Development of Novel Stem Cell Transplantation and Gene-Immunotherapy Using WT1-Specific T-Cell Receptor Gene.

The Wilms' tumor 1 (WT1) is one of the zinc-finger transcriptional regulators, and its expression level is very low in most tissues of adults. In contrast, various kinds of leukemia and solid tumors express WT1 abundantly, and high expression level of WT1 is correlated with disease aggressiveness and poor prognosis. These findings indicate that WT1 is a promising target antigen for anti-cancer cellular immunotherapy. Following identification of immunogenic epitopes derived from WT1 which are recognized by HLA class I-restricted and HLA class II-restricted T cells, phase I/II WT1 peptide vaccination trials have been conducted. Although the positive correlation between the clinical efficacy and vaccine-induced WT1-specific T-cell response has been reported, the clinical efficacy is not satisfactory. Adoptive transfer of WT1-specific T cells seems to be the promising approach to achieve marked improvement in clinical efficacy of WT1-targeting immunotherapy, however, it still remains difficult to expand WT1-specific T cells sufficiently ex vivo. To overcome these problems, we attempted to establish gene-immunotherapy targeting WT1 using T-cell receptor (TCR) gene isolated from the WT1-specific T-cell clone. We also verified the feasibility of novel stem cell transplantation by transducing WT1-specific TCR gene into hematopoietic stem cells.

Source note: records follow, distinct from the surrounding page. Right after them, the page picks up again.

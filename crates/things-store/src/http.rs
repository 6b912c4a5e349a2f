//! Executor speaking the Data-API JSON protocol over HTTP.

use crate::error::StoreError;
use crate::executor::{BoxFuture, StatementExecutor};
use crate::statement::{ExecuteStatement, StatementOutput};
use tracing::debug;

/// Posts each statement as JSON to `{endpoint}/Execute`.
///
/// # Example
///
/// ```
/// use things_store::HttpStatementExecutor;
///
/// let executor = HttpStatementExecutor::new("http://localhost:8081/");
/// assert_eq!(executor.execute_url(), "http://localhost:8081/Execute");
/// ```
#[derive(Debug, Clone)]
pub struct HttpStatementExecutor {
    client: reqwest::Client,
    endpoint: String,
}

impl HttpStatementExecutor {
    /// Creates an executor with a default client.
    #[must_use]
    pub fn new(endpoint: impl Into<String>) -> Self {
        Self::with_client(reqwest::Client::new(), endpoint)
    }

    /// Creates an executor using an existing client.
    #[must_use]
    pub fn with_client(client: reqwest::Client, endpoint: impl Into<String>) -> Self {
        Self {
            client,
            endpoint: endpoint.into(),
        }
    }

    /// Returns the configured endpoint.
    #[must_use]
    pub fn endpoint(&self) -> &str {
        &self.endpoint
    }

    /// Returns the URL statements are posted to.
    #[must_use]
    pub fn execute_url(&self) -> String {
        format!("{}/Execute", self.endpoint.trim_end_matches('/'))
    }

    async fn send(&self, statement: ExecuteStatement) -> Result<StatementOutput, StoreError> {
        debug!(
            sql = %statement.sql,
            parameters = statement.parameters.len(),
            "Executing statement"
        );

        let response = self
            .client
            .post(self.execute_url())
            .json(&statement)
            .send()
            .await?;

        let status = response.status();
        if !status.is_success() {
            let message = response.text().await.unwrap_or_default();
            return Err(StoreError::Rejected {
                status: status.as_u16(),
                message,
            });
        }

        let output: StatementOutput = response.json().await?;
        debug!(
            records = output.records.as_ref().map_or(0, Vec::len),
            "Statement completed"
        );
        Ok(output)
    }
}

impl StatementExecutor for HttpStatementExecutor {
    fn execute(&self, statement: ExecuteStatement) -> BoxFuture<'_, Result<StatementOutput, StoreError>> {
        Box::pin(self.send(statement))
    }
}
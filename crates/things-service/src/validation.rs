//! Request parsing and validation.
//!
//! Validation never stops at the first problem: every field is checked and
//! all messages are returned together, in field order.

use regex::Regex;
use serde_json::{Map, Value};
use std::sync::OnceLock;
use things_core::{ApiEvent, ThingError, ValidationErrors};

/// Canonical textual UUID: 8-4-4-4-12 hex groups, any case.
pub const THING_ID_PATTERN: &str =
    r"(?i)^[0-9a-f]{8}-[0-9a-f]{4}-[0-9a-f]{4}-[0-9a-f]{4}-[0-9a-f]{12}$";

static THING_ID_REGEX: OnceLock<Option<Regex>> = OnceLock::new();

/// Returns true if `id` is a canonical textual UUID.
///
/// Fails closed: if the pattern could not be compiled, nothing matches.
///
/// # Example
///
/// ```
/// use things_service::validation::is_valid_thing_id;
///
/// assert!(is_valid_thing_id("550E8400-e29b-41d4-a716-446655440000"));
/// assert!(!is_valid_thing_id("550e8400e29b41d4a716446655440000"));
/// ```
pub fn is_valid_thing_id(id: &str) -> bool {
    THING_ID_REGEX
        .get_or_init(|| Regex::new(THING_ID_PATTERN).ok())
        .as_ref()
        .is_some_and(|pattern| pattern.is_match(id))
}

/// Checks a path identifier, returning it on success.
pub fn require_thing_id(id: Option<&str>) -> Result<&str, ThingError> {
    let id = id.ok_or(ThingError::MissingId)?;
    if is_valid_thing_id(id) {
        Ok(id)
    } else {
        Err(ThingError::invalid_id(id))
    }
}

/// Parses the event body as JSON.
///
/// An absent or empty body parses as `{}`.
pub fn parse_body(event: &ApiEvent) -> Result<Value, ThingError> {
    let text = event
        .body_text()
        .map_err(|e| ThingError::invalid_json(e.to_string()))?;

    serde_json::from_str(text.as_deref().unwrap_or("{}")).map_err(|e| ThingError::invalid_json(e.to_string()))
}

/// Validated input of the create operation.
#[derive(Debug, Clone, PartialEq, Eq)]
pub struct CreateThingInput {
    /// Trimmed, non-empty name.
    pub name: String,
    /// Description, `None` when absent or empty.
    pub description: Option<String>,
}

/// Validated input of the update operation.
///
/// `description` distinguishes "not supplied" (`None`) from "clear it"
/// (`Some(None)`).
#[derive(Debug, Clone, Default, PartialEq, Eq)]
pub struct UpdateThingInput {
    /// Trimmed, non-empty name, if supplied.
    pub name: Option<String>,
    /// New description, if supplied.
    pub description: Option<Option<String>>,
}

impl UpdateThingInput {
    /// Returns true if no field was supplied.
    pub fn is_empty(&self) -> bool {
        self.name.is_none() && self.description.is_none()
    }
}

/// Validates a create body.
///
/// # Example
///
/// ```
/// use things_service::validation::validate_create;
///
/// let input = validate_create(&serde_json::json!({"name": "  lamp  ", "description": ""})).unwrap();
/// assert_eq!(input.name, "lamp");
/// assert_eq!(input.description, None);
///
/// let errors = validate_create(&serde_json::json!({"description": 1})).unwrap_err();
/// assert_eq!(errors.messages(), ["Name is required", "Description must be a string"]);
/// ```
pub fn validate_create(body: &Value) -> Result<CreateThingInput, ValidationErrors> {
    let object = as_object(body)?;
    let mut errors = ValidationErrors::new();

    let name = match object.get("name") {
        None | Some(Value::Null) => {
            errors.push("Name is required");
            None
        }
        Some(Value::String(name)) if name.trim().is_empty() => {
            errors.push("Name is required");
            None
        }
        Some(Value::String(name)) => Some(name.trim().to_string()),
        Some(_) => {
            errors.push("Name must be a string");
            None
        }
    };

    let description = match object.get("description") {
        None => None,
        Some(Value::Null) => {
            errors.push("Description cannot be null");
            None
        }
        Some(Value::String(description)) => non_empty(description),
        Some(_) => {
            errors.push("Description must be a string");
            None
        }
    };

    match name {
        Some(name) if errors.is_empty() => Ok(CreateThingInput { name, description }),
        _ => Err(errors),
    }
}

/// Validates an update body.
///
/// An empty object is valid here; the caller decides whether nothing to
/// update is an error.
pub fn validate_update(body: &Value) -> Result<UpdateThingInput, ValidationErrors> {
    let object = as_object(body)?;
    let mut errors = ValidationErrors::new();

    let name = match object.get("name") {
        None => None,
        Some(Value::Null) => {
            errors.push("Name cannot be null");
            None
        }
        Some(Value::String(name)) if name.trim().is_empty() => {
            errors.push("Name cannot be empty");
            None
        }
        Some(Value::String(name)) => Some(name.trim().to_string()),
        Some(_) => {
            errors.push("Name must be a string");
            None
        }
    };

    let description = match object.get("description") {
        None => None,
        Some(Value::Null) => Some(None),
        Some(Value::String(description)) => Some(non_empty(description)),
        Some(_) => {
            errors.push("Description must be a string");
            None
        }
    };

    errors.into_result(UpdateThingInput { name, description })
}

fn as_object(body: &Value) -> Result<&Map<String, Value>, ValidationErrors> {
    body.as_object()
        .ok_or_else(|| ["Request body must be a JSON object"].into_iter().collect())
}

fn non_empty(value: &str) -> Option<String> {
    (!value.is_empty()).then(|| value.to_string())
}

We cloned the full length TCR-αa and -β genes from a WT1_235-243-specific and HLA-A*2402-restricted cytotoxic T lymphocyte (CTL) clone. The WT1-specific TCR gene-repressing retroviral and lentiviral vectors were constructed. Retroviral vector was transduced to human peripheral T cells in retronectin-coated plate. WT1-specific functions of TCR gene-transduced CD8⁺ T cells and CD4⁺ T cells were examined by evaluating WT1 peptide-specific cytotoxicity by ⁵¹Cr-release assay and WT1 peptide-specific Th1 cytokine production, respectively. To improve the efficacy of WT1-specific TCR expression, we developed the novel retroviral vector which can inhibit selectively intrinsic TCR expression (si-TCR vector). Finally, we transduced the WT1-specific TCR lentiviral vector into human cord blood CD34⁺ cells, and transplanted them to NOD/SCID/common-γ^null mice. Then, we examined whether WT1-specific human mature T cells can differentiate in mice. The presence of WT1-specific human T cells in mice was determined by tetramer assay and IFN-γ production in response to stimulation with WT1 peptide.

Following transfer of WT1-specific TCR gene into peripheral blood lymphocytes, WT1 peptide-specific CD8⁺ and CD4⁺ T cells could be expanded easily in vitro. TCR gene-transduced CD8⁺ T cells exerted cytotoxicity against WT1 peptide-pulsed target cells and human leukemia cells in an HLA-A*2402-restricted manner. Similarly, TCR gene-transduced CD4⁺ T cells showed WT1-specific Th1 cytokine production in response to stimulation with human leukemia cells in HLA-A*2402-restricted fashion depending on the interaction of CD4 and HLA class II molecules. The newly developed si-TCR vector appeared to inhibit expression of endogenous TCR efficiently and improved the efficacy of WT1-specific TCR expression 3 to 5-fold higher as compared to the conventional vector. Three months after transplantation of WT1-specific TCR gene-transduced human hematopoietic stem cells in NOD/SCID/common-γ^null mice, differentiation of WT1-specific human T cells in murine spleen was evaluated. Tetramer assay revealed that human mature T cells expressing WT1-specific TCR on their cell surface were clearly detected. Furthermore, these WT1-specific CD8⁺ T cells appeared to produce IFN-γ in response to stimulation with WT1 peptide-loaded HLA-A*2402-positive cells.

The adoptive gene-immunotherpay using WT1-specific TCR gene against leukemia seems to be promising. Moreover, the novel stem cell transplantation using WT1-specific TCR gene-transduced hematopoietic stem cells might open the door to induce long-lasting anti-leukemic cellular immunity in patients with leukemia.

No relevant conflicts of interest to declare.